- [Your assignment]: Please restate exactly what appears in the records below from the first line to the line where "assigns the id." is, that line included.
Information Block Start
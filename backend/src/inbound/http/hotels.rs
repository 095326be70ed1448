//! Hotel catalogue handlers.
//!
//! ```text
//! GET    /hoteles
//! GET    /hoteles/{id}
//! POST   /hoteles                       {"nombre":"Plaza", ...}
//! PUT    /hoteles/{id}
//! DELETE /hoteles/{id}
//! GET    /hoteles/busqueda?ubicacion=Madrid
//! GET    /hoteles/calificacion[/superior|/inferior]/{valor}
//! GET    /hoteles/precio[/superior|/inferior]/{valor}
//! GET    /hoteles/nombre/{nombre}
//! GET    /hoteles/estrellas/{minimo}
//! ```

use actix_web::{HttpResponse, delete, get, post, put, web};

use crate::domain::{HotelDraft, HotelId};
use crate::inbound::http::ApiResult;
use crate::inbound::http::error::ErrorResponse;
use crate::inbound::http::hotels_dto::{HotelRequest, HotelResponse, LocationQuery, to_responses};
use crate::inbound::http::state::HttpState;

type HotelList = ApiResult<web::Json<Vec<HotelResponse>>>;

/// List every hotel.
#[utoipa::path(
    get,
    path = "/hoteles",
    responses(
        (status = 200, description = "All hotels", body = [HotelResponse]),
        (status = 503, description = "Database unavailable", body = ErrorResponse)
    ),
    tags = ["hoteles"],
    operation_id = "listHotels",
    security([])
)]
#[get("")]
pub async fn list_hotels(state: web::Data<HttpState>) -> HotelList {
    Ok(web::Json(to_responses(state.hotels.list().await?)))
}

/// Fetch one hotel by id.
#[utoipa::path(
    get,
    path = "/hoteles/{id}",
    params(("id" = String, Path, description = "Hotel identifier")),
    responses(
        (status = 200, description = "Hotel", body = HotelResponse),
        (status = 404, description = "Hotel not found", body = ErrorResponse)
    ),
    tags = ["hoteles"],
    operation_id = "getHotel",
    security([])
)]
#[get("/{id}")]
pub async fn get_hotel(
    state: web::Data<HttpState>,
    id: web::Path<String>,
) -> ApiResult<web::Json<HotelResponse>> {
    let hotel = state.hotels.get(&HotelId::new(id.into_inner())).await?;
    Ok(web::Json(hotel.into()))
}

/// Create a hotel. The store assigns the id.
#[utoipa::path(
    post,
    path = "/hoteles",
    request_body = HotelRequest,
    responses(
        (status = 201, description = "Hotel created", body = HotelResponse),
        (status = 400, description = "Missing name or malformed JSON", body = ErrorResponse),
        (status = 401, description = "Unauthorised", body = ErrorResponse)
    ),
    tags = ["hoteles"],
    operation_id = "createHotel"
)]
#[post("")]
pub async fn create_hotel(
    state: web::Data<HttpState>,
    payload: web::Json<HotelRequest>,
) -> ApiResult<HttpResponse> {
    let draft = HotelDraft::try_from(payload.into_inner())?;
    let hotel = state.hotels.create(draft).await?;
    Ok(HttpResponse::Created().json(HotelResponse::from(hotel)))
}

/// Overwrite every field of an existing hotel.
#[utoipa::path(
    put,
    path = "/hoteles/{id}",
    params(("id" = String, Path, description = "Hotel identifier")),
    request_body = HotelRequest,
    responses(
        (status = 200, description = "Hotel updated", body = HotelResponse),
        (status = 400, description = "Missing name or malformed JSON", body = ErrorResponse),
        (status = 401, description = "Unauthorised", body = ErrorResponse),
        (status = 404, description = "Hotel not found", body = ErrorResponse)
    ),
    tags = ["hoteles"],
    operation_id = "updateHotel"
)]
#[put("/{id}")]
pub async fn update_hotel(
    state: web::Data<HttpState>,
    id: web::Path<String>,
    payload: web::Json<HotelRequest>,
) -> ApiResult<web::Json<HotelResponse>> {
    let draft = HotelDraft::try_from(payload.into_inner())?;
    let hotel = state
        .hotels
        .update(&HotelId::new(id.into_inner()), draft)
        .await?;
    Ok(web::Json(hotel.into()))
}

#[utoipa::path(
    delete,
    path = "/hoteles/{id}",
    params(("id" = String, Path, description = "Hotel identifier")),
    responses(
        (status = 204, description = "Hotel deleted"),
        (status = 401, description = "Unauthorised", body = ErrorResponse),
        (status = 404, description = "Hotel not found", body = ErrorResponse)
    ),
    tags = ["hoteles"],
    operation_id = "deleteHotel"
)]
#[delete("/{id}")]
pub async fn delete_hotel(
    state: web::Data<HttpState>,
    id: web::Path<String>,
) -> ApiResult<HttpResponse> {
    state.hotels.delete(&HotelId::new(id.into_inner())).await?;
    Ok(HttpResponse::NoContent().finish())
}

/// Case-insensitive substring search over locations.
#[utoipa::path(
    get,
    path = "/hoteles/busqueda",
    params(("ubicacion" = Option<String>, Query, description = "City or area fragment")),
    responses(
        (status = 200, description = "Matching hotels", body = [HotelResponse]),
        (status = 400, description = "ubicacion missing or blank", body = ErrorResponse)
    ),
    tags = ["filtros"],
    operation_id = "searchHotelsByLocation",
    security([])
)]
#[get("/busqueda")]
pub async fn search_by_location(
    state: web::Data<HttpState>,
    query: web::Query<LocationQuery>,
) -> HotelList {
    let hotels = state
        .hotels
        .search_by_location(query.ubicacion.as_deref())
        .await?;
    Ok(web::Json(to_responses(hotels)))
}

#[utoipa::path(
    get,
    path = "/hoteles/calificacion/{valor}",
    params(("valor" = f64, Path, description = "Exact rating")),
    responses(
        (status = 200, description = "Hotels with that rating", body = [HotelResponse]),
        (status = 400, description = "Not a number", body = ErrorResponse),
        (status = 401, description = "Unauthorised", body = ErrorResponse)
    ),
    tags = ["filtros"],
    operation_id = "hotelsByRating"
)]
#[get("/calificacion/{valor}")]
pub async fn rating_equal_to(state: web::Data<HttpState>, valor: web::Path<f64>) -> HotelList {
    Ok(web::Json(to_responses(
        state.hotels.rating_equal_to(valor.into_inner()).await?,
    )))
}

#[utoipa::path(
    get,
    path = "/hoteles/calificacion/superior/{valor}",
    params(("valor" = f64, Path, description = "Exclusive lower bound")),
    responses(
        (status = 200, description = "Hotels rated above the bound", body = [HotelResponse]),
        (status = 400, description = "Not a number", body = ErrorResponse),
        (status = 401, description = "Unauthorised", body = ErrorResponse)
    ),
    tags = ["filtros"],
    operation_id = "hotelsRatedAbove"
)]
#[get("/calificacion/superior/{valor}")]
pub async fn rating_above(state: web::Data<HttpState>, valor: web::Path<f64>) -> HotelList {
    Ok(web::Json(to_responses(
        state.hotels.rating_above(valor.into_inner()).await?,
    )))
}

#[utoipa::path(
    get,
    path = "/hoteles/calificacion/inferior/{valor}",
    params(("valor" = f64, Path, description = "Exclusive upper bound")),
    responses(
        (status = 200, description = "Hotels rated below the bound", body = [HotelResponse]),
        (status = 400, description = "Not a number", body = ErrorResponse),
        (status = 401, description = "Unauthorised", body = ErrorResponse)
    ),
    tags = ["filtros"],
    operation_id = "hotelsRatedBelow"
)]
#[get("/calificacion/inferior/{valor}")]
pub async fn rating_below(state: web::Data<HttpState>, valor: web::Path<f64>) -> HotelList {
    Ok(web::Json(to_responses(
        state.hotels.rating_below(valor.into_inner()).await?,
    )))
}

#[utoipa::path(
    get,
    path = "/hoteles/precio/{valor}",
    params(("valor" = i32, Path, description = "Exact nightly price")),
    responses(
        (status = 200, description = "Hotels at that price", body = [HotelResponse]),
        (status = 400, description = "Not an integer", body = ErrorResponse),
        (status = 401, description = "Unauthorised", body = ErrorResponse)
    ),
    tags = ["filtros"],
    operation_id = "hotelsByPrice"
)]
#[get("/precio/{valor}")]
pub async fn price_equal_to(state: web::Data<HttpState>, valor: web::Path<i32>) -> HotelList {
    Ok(web::Json(to_responses(
        state.hotels.price_equal_to(valor.into_inner()).await?,
    )))
}

#[utoipa::path(
    get,
    path = "/hoteles/precio/superior/{valor}",
    params(("valor" = i32, Path, description = "Exclusive lower bound")),
    responses(
        (status = 200, description = "Hotels priced above the bound", body = [HotelResponse]),
        (status = 400, description = "Not an integer", body = ErrorResponse),
        (status = 401, description = "Unauthorised", body = ErrorResponse)
    ),
    tags = ["filtros"],
    operation_id = "hotelsPricedAbove"
)]
#[get("/precio/superior/{valor}")]
pub async fn price_above(state: web::Data<HttpState>, valor: web::Path<i32>) -> HotelList {
    Ok(web::Json(to_responses(
        state.hotels.price_above(valor.into_inner()).await?,
    )))
}

#[utoipa::path(
    get,
    path = "/hoteles/precio/inferior/{valor}",
    params(("valor" = i32, Path, description = "Exclusive upper bound")),
    responses(
        (status = 200, description = "Hotels priced below the bound", body = [HotelResponse]),
        (status = 400, description = "Not an integer", body = ErrorResponse),
        (status = 401, description = "Unauthorised", body = ErrorResponse)
    ),
    tags = ["filtros"],
    operation_id = "hotelsPricedBelow"
)]
#[get("/precio/inferior/{valor}")]
pub async fn price_below(state: web::Data<HttpState>, valor: web::Path<i32>) -> HotelList {
    Ok(web::Json(to_responses(
        state.hotels.price_below(valor.into_inner()).await?,
    )))
}

/// Exact-name lookup returning a single hotel.
#[utoipa::path(
    get,
    path = "/hoteles/nombre/{nombre}",
    params(("nombre" = String, Path, description = "Exact hotel name")),
    responses(
        (status = 200, description = "Hotel", body = HotelResponse),
        (status = 401, description = "Unauthorised", body = ErrorResponse),
        (status = 404, description = "Hotel not found", body = ErrorResponse)
    ),
    tags = ["filtros"],
    operation_id = "hotelByName"
)]
#[get("/nombre/{nombre}")]
pub async fn find_by_name(
    state: web::Data<HttpState>,
    nombre: web::Path<String>,
) -> ApiResult<web::Json<HotelResponse>> {
    let hotel = state.hotels.find_by_name(&nombre).await?;
    Ok(web::Json(hotel.into()))
}

#[utoipa::path(
    get,
    path = "/hoteles/estrellas/{minimo}",
    params(("minimo" = i32, Path, description = "Minimum stars, 0 to 5")),
    responses(
        (status = 200, description = "Hotels with at least that many stars", body = [HotelResponse]),
        (status = 400, description = "Out of range or not an integer", body = ErrorResponse),
        (status = 401, description = "Unauthorised", body = ErrorResponse)
    ),
    tags = ["filtros"],
    operation_id = "hotelsWithMinStars"
)]
#[get("/estrellas/{minimo}")]
pub async fn min_stars(state: web::Data<HttpState>, minimo: web::Path<i32>) -> HotelList {
    Ok(web::Json(to_responses(
        state.hotels.min_stars(minimo.into_inner()).await?,
    )))
}

/// Mount the `/hoteles` scope.
///
/// Literal sub-paths are registered before `/{id}` so they win the match.
pub fn configure(cfg: &mut web::ServiceConfig) {
    cfg.service(
        web::scope("/hoteles")
            .service(list_hotels)
            .service(create_hotel)
            .service(search_by_location)
            .service(super::bookings::create_booking)
            .service(rating_equal_to)
            .service(rating_above)
            .service(rating_below)
            .service(price_equal_to)
            .service(price_above)
            .service(price_below)
            .service(find_by_name)
            .service(min_stars)
            .service(get_hotel)
            .service(update_hotel)
            .service(delete_hotel),
    );
}

#[cfg(test)]
#[path = "hotels_tests.rs"]
mod tests;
Information Block End
- [Solution below]:
filename backend/src/inbound/http/hotels.rs
repository 095326be70ed1448
//! Hotel catalogue handlers.
//!
//! ```text
//! GET    /hoteles
//! GET    /hoteles/{id}
//! POST   /hoteles                       {"nombre":"Plaza", ...}
//! PUT    /hoteles/{id}
//! DELETE /hoteles/{id}
//! GET    /hoteles/busqueda?ubicacion=Madrid
//! GET    /hoteles/calificacion[/superior|/inferior]/{valor}
//! GET    /hoteles/precio[/superior|/inferior]/{valor}
//! GET    /hoteles/nombre/{nombre}
//! GET    /hoteles/estrellas/{minimo}
//! ```

use actix_web::{HttpResponse, delete, get, post, put, web};

use crate::domain::{HotelDraft, HotelId};
use crate::inbound::http::ApiResult;
use crate::inbound::http::error::ErrorResponse;
use crate::inbound::http::hotels_dto::{HotelRequest, HotelResponse, LocationQuery, to_responses};
use crate::inbound::http::state::HttpState;

type HotelList = ApiResult<web::Json<Vec<HotelResponse>>>;

/// List every hotel.
#[utoipa::path(
    get,
    path = "/hoteles",
    responses(
        (status = 200, description = "All hotels", body = [HotelResponse]),
        (status = 503, description = "Database unavailable", body = ErrorResponse)
    ),
    tags = ["hoteles"],
    operation_id = "listHotels",
    security([])
)]
#[get("")]
pub async fn list_hotels(state: web::Data<HttpState>) -> HotelList {
    Ok(web::Json(to_responses(state.hotels.list().await?)))
}

/// Fetch one hotel by id.
#[utoipa::path(
    get,
    path = "/hoteles/{id}",
    params(("id" = String, Path, description = "Hotel identifier")),
    responses(
        (status = 200, description = "Hotel", body = HotelResponse),
        (status = 404, description = "Hotel not found", body = ErrorResponse)
    ),
    tags = ["hoteles"],
    operation_id = "getHotel",
    security([])
)]
#[get("/{id}")]
pub async fn get_hotel(
    state: web::Data<HttpState>,
    id: web::Path<String>,
) -> ApiResult<web::Json<HotelResponse>> {
    let hotel = state.hotels.get(&HotelId::new(id.into_inner())).await?;
    Ok(web::Json(hotel.into()))
}

/// Create a hotel. The store assigns the id.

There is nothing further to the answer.